(Stored data entries)
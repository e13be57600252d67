//! The service object exposing every operation.
//!
//! A [`Crew`] owns the [`Workspace`], the event bus, the orchestrator, and
//! the dispatcher. Each operation performs its durable change, releases its
//! locks, then publishes the resulting events; the dispatcher is subscribed
//! to every event type, so rules run synchronously before the call returns.
//!
//! Permission checks happen here, before the operation runs, for operations
//! that take an acting agent.

use crate::agent::{self, AgentState, AgentStatus, Orchestrator};
use crate::bus::{EventBus, Subscription};
use crate::dispatch::{self, DispatchLogEntry, DispatchRule, Dispatcher, RuleInput};
use crate::error::Result;
use crate::events::{DispatchEvent, EventType};
use crate::inbox::{self, Message, MessageBody, PollResult};
use crate::task::{self, Task, TaskFilter, TaskInput, TaskPatch};
use crate::team::{self, NewTeam, Permission, TeamConfig};
use crate::workspace::Workspace;
use std::sync::{Arc, Weak};
use std::time::Duration;
use tracing::debug;

struct CrewInner {
    ws: Workspace,
    bus: EventBus,
    orchestrator: Box<dyn Orchestrator>,
    dispatcher: Dispatcher,
}

/// Cloneable handle; clones share the bus and dispatcher.
#[derive(Clone)]
pub struct Crew {
    inner: Arc<CrewInner>,
}

impl std::fmt::Debug for Crew {
    fn fmt(&self, f: &mut std::fmt::Formatter<'_>) -> std::fmt::Result {
        f.debug_struct("Crew")
            .field("workspace", &self.inner.ws)
            .field("bus", &self.inner.bus)
            .finish()
    }
}

impl Crew {
    /// A crew using the orchestrator described by the workspace config.
    pub fn new(ws: Workspace) -> Self {
        let orchestrator = agent::from_config(&ws.config);
        Self::with_orchestrator(ws, orchestrator)
    }

    pub fn with_orchestrator(ws: Workspace, orchestrator: Box<dyn Orchestrator>) -> Self {
        let dispatcher = Dispatcher::new(ws.config.dispatch_max_depth, ws.config.dispatch_log_capacity);
        let inner = Arc::new(CrewInner {
            ws,
            bus: EventBus::new(),
            orchestrator,
            dispatcher,
        });

        for event_type in EventType::ALL {
            let weak: Weak<CrewInner> = Arc::downgrade(&inner);
            inner.bus.subscribe(event_type, move |event| {
                if let Some(inner) = weak.upgrade() {
                    let crew = Crew { inner };
                    crew.inner.dispatcher.handle(&crew, event);
                }
                Ok(())
            });
        }

        Self { inner }
    }

    /// Open the storage root named by the environment.
    pub fn open() -> Result<Self> {
        Ok(Self::new(Workspace::open()?))
    }

    pub fn workspace(&self) -> &Workspace {
        &self.inner.ws
    }

    pub fn bus(&self) -> &EventBus {
        &self.inner.bus
    }

    /// Observe events of one type alongside the dispatcher.
    pub fn subscribe<F>(&self, event_type: EventType, handler: F) -> Subscription
    where
        F: Fn(&DispatchEvent) -> Result<()> + Send + Sync + 'static,
    {
        self.inner.bus.subscribe(event_type, handler)
    }

    fn publish<T>(&self, (value, events): (T, Vec<DispatchEvent>)) -> T {
        debug!(count = events.len(), "publishing events");
        self.inner.bus.publish_all(&events);
        value
    }

    fn require(&self, team: &str, actor: &str, permission: Permission) -> Result<()> {
        let config = team::get_team(&self.inner.ws, team)?;
        team::check_permission(&config, actor, permission)
    }

    // =========================================================================
    // Teams
    // =========================================================================

    pub fn create_team(&self, new: NewTeam) -> Result<TeamConfig> {
        Ok(self.publish(team::create_team(&self.inner.ws, new)?))
    }

    pub fn get_team(&self, team: &str) -> Result<TeamConfig> {
        team::get_team(&self.inner.ws, team)
    }

    pub fn list_teams(&self) -> Result<Vec<TeamConfig>> {
        team::list_teams(&self.inner.ws)
    }

    pub fn join_team(&self, team: &str, agent: &str, role: &str) -> Result<TeamConfig> {
        Ok(self.publish(team::join_team(&self.inner.ws, team, agent, role)?))
    }

    pub fn leave_team(&self, team: &str, agent: &str) -> Result<TeamConfig> {
        Ok(self.publish(team::leave_team(&self.inner.ws, team, agent)?))
    }

    /// Requires `delete_team`.
    pub fn delete_team(&self, team: &str, actor: &str) -> Result<()> {
        self.require(team, actor, Permission::DeleteTeam)?;
        team::delete_team(&self.inner.ws, team)
    }

    pub fn check_permission(&self, team: &str, agent: &str, permission: Permission) -> Result<()> {
        self.require(team, agent, permission)
    }

    // =========================================================================
    // Tasks
    // =========================================================================

    pub fn create_task(&self, team: &str, input: TaskInput) -> Result<Task> {
        Ok(self.publish(task::create(&self.inner.ws, team, input)?))
    }

    pub fn get_task(&self, team: &str, id: &str) -> Result<Task> {
        task::get(&self.inner.ws, team, id)
    }

    pub fn list_tasks(&self, team: &str, filter: &TaskFilter) -> Result<Vec<Task>> {
        task::list(&self.inner.ws, team, filter)
    }

    pub fn update_task(&self, team: &str, id: &str, patch: TaskPatch) -> Result<Task> {
        Ok(self.publish(task::update(&self.inner.ws, team, id, patch)?))
    }

    pub fn claim_task(&self, team: &str, id: &str, agent: &str, allow_soft_block: bool) -> Result<Task> {
        Ok(self.publish(task::claim(&self.inner.ws, team, id, agent, allow_soft_block)?))
    }

    pub fn unblocked_tasks(&self, team: &str) -> Result<Vec<Task>> {
        task::unblocked_pending(&self.inner.ws, team)
    }

    // =========================================================================
    // Agents
    // =========================================================================

    /// Requires `manage_agents`.
    pub fn spawn_agent(&self, team: &str, actor: &str, agent: &str, role: &str) -> Result<AgentState> {
        self.require(team, actor, Permission::ManageAgents)?;
        let spawned = agent::spawn(&self.inner.ws, self.inner.orchestrator.as_ref(), team, agent, role)?;
        Ok(self.publish(spawned))
    }

    /// Requires `manage_agents`.
    pub fn terminate_agent(&self, team: &str, actor: &str, agent: &str) -> Result<AgentState> {
        self.require(team, actor, Permission::ManageAgents)?;
        let terminated = agent::terminate(&self.inner.ws, self.inner.orchestrator.as_ref(), team, agent)?;
        Ok(self.publish(terminated))
    }

    pub fn set_agent_status(&self, team: &str, agent: &str, status: AgentStatus) -> Result<AgentState> {
        Ok(self.publish(agent::set_status(&self.inner.ws, team, agent, status)?))
    }

    pub fn heartbeat(&self, team: &str, agent: &str) -> Result<AgentState> {
        Ok(self.publish(agent::heartbeat(&self.inner.ws, team, agent)?))
    }

    pub fn sweep_heartbeats(&self, team: &str) -> Result<Vec<AgentState>> {
        Ok(self.publish(agent::sweep_heartbeats(&self.inner.ws, team)?))
    }

    pub fn get_agent(&self, team: &str, agent: &str) -> Result<AgentState> {
        agent::get(&self.inner.ws, team, agent)
    }

    pub fn list_agents(&self, team: &str) -> Result<Vec<AgentState>> {
        agent::list(&self.inner.ws, team)
    }

    // =========================================================================
    // Inbox
    // =========================================================================

    pub fn send_message(&self, team: &str, from: &str, to: &str, body: MessageBody) -> Result<Message> {
        Ok(self.publish(inbox::send(&self.inner.ws, team, from, to, body)?))
    }

    pub fn broadcast(&self, team: &str, from: &str, body: MessageBody) -> Result<Vec<Message>> {
        Ok(self.publish(inbox::broadcast(&self.inner.ws, team, from, body)?))
    }

    /// Poll with `timeout`, or the configured default when `None`.
    pub fn poll_inbox(&self, team: &str, agent: &str, timeout: Option<Duration>) -> Result<PollResult> {
        let timeout = timeout.unwrap_or_else(|| self.inner.ws.config.inbox_poll_timeout());
        inbox::poll(&self.inner.ws, team, agent, timeout)
    }

    pub fn inbox_messages(&self, team: &str, agent: &str) -> Result<Vec<Message>> {
        inbox::messages(&self.inner.ws, team, agent)
    }

    // =========================================================================
    // Dispatch rules
    // =========================================================================

    /// Requires `manage_rules`.
    pub fn add_rule(&self, team: &str, actor: &str, input: RuleInput) -> Result<DispatchRule> {
        self.require(team, actor, Permission::ManageRules)?;
        dispatch::add_rule(&self.inner.ws, team, input)
    }

    /// Requires `manage_rules`.
    pub fn remove_rule(&self, team: &str, actor: &str, rule_id: &str) -> Result<DispatchRule> {
        self.require(team, actor, Permission::ManageRules)?;
        dispatch::remove_rule(&self.inner.ws, team, rule_id)
    }

    /// Requires `manage_rules`.
    pub fn set_rule_enabled(&self, team: &str, actor: &str, rule_id: &str, enabled: bool) -> Result<DispatchRule> {
        self.require(team, actor, Permission::ManageRules)?;
        dispatch::set_rule_enabled(&self.inner.ws, team, rule_id, enabled)
    }

    pub fn list_rules(&self, team: &str) -> Result<Vec<DispatchRule>> {
        dispatch::list_rules(&self.inner.ws, team)
    }

    pub fn dispatch_log(&self, team: &str, limit: Option<usize>) -> Result<Vec<DispatchLogEntry>> {
        dispatch::dispatch_log(&self.inner.ws, team, limit)
    }
}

Required action
The expected answer is a copy of each line above containing "Duration".

Written solution
use std::time::Duration;
    pub fn poll_inbox(&self, team: &str, agent: &str, timeout: Option<Duration>) -> Result<PollResult> {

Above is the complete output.